**Prompt**
The line containing "pub mod categories;" opens the span to copy, and the last line of the records below closes it. Write out that span exactly.

☆ ☆ ☆ ☆ ☆ ☆ ☆

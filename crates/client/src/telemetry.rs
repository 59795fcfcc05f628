//! Tracing/logging initialization for embedding binaries.

use tracing_subscriber::EnvFilter;

/// Initialize JSON logging for the process, filtered via `RUST_LOG`
/// (default `info`).
///
/// Safe to call multiple times; subsequent calls are no-ops.
pub fn init() {
    let filter = EnvFilter::try_from_default_env().unwrap_or_else(|_| EnvFilter::new("info"));

    let _ = tracing_subscriber::fmt()
        .with_env_filter(filter)
        .json()
        .try_init();
}
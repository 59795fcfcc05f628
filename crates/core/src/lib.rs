//! `shopledger-core` — domain foundation building blocks.
//!
//! Pure domain primitives shared by the pricing and catalog crates; no
//! infrastructure concerns live here.

pub mod aggregate;
pub mod error;
pub mod event;
pub mod id;
pub mod value_object;

pub use aggregate::{Aggregate, AggregateRoot};
pub use error::{DomainError, DomainResult};
pub use event::Event;
pub use id::{AggregateId, TenantId};
pub use value_object::ValueObject;
//! `shopledger-client` — the transport side of product entry.
//!
//! The catalog crate never performs IO; this crate carries its assembled
//! payloads to the Product API: a tenant-scoped HTTP client, a
//! read-through category directory and the single-attempt submit action.

pub mod api;
pub mod categories;
pub mod error;
pub mod http;
pub mod submit;
pub mod telemetry;

pub use api::{Category, ProductApi};
pub use categories::CategoryDirectory;
pub use error::{ClientError, SubmitError};
pub use http::{HttpProductApi, TenantContext};
pub use submit::submit_draft;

☆ ☆ ☆ ☆ ☆ ☆ ☆

**Solved problem**
pub mod categories;
pub mod error;
pub mod http;
pub mod submit;
pub mod telemetry;

pub use api::{Category, ProductApi};
pub use categories::CategoryDirectory;
pub use error::{ClientError, SubmitError};
pub use http::{HttpProductApi, TenantContext};
pub use submit::submit_draft;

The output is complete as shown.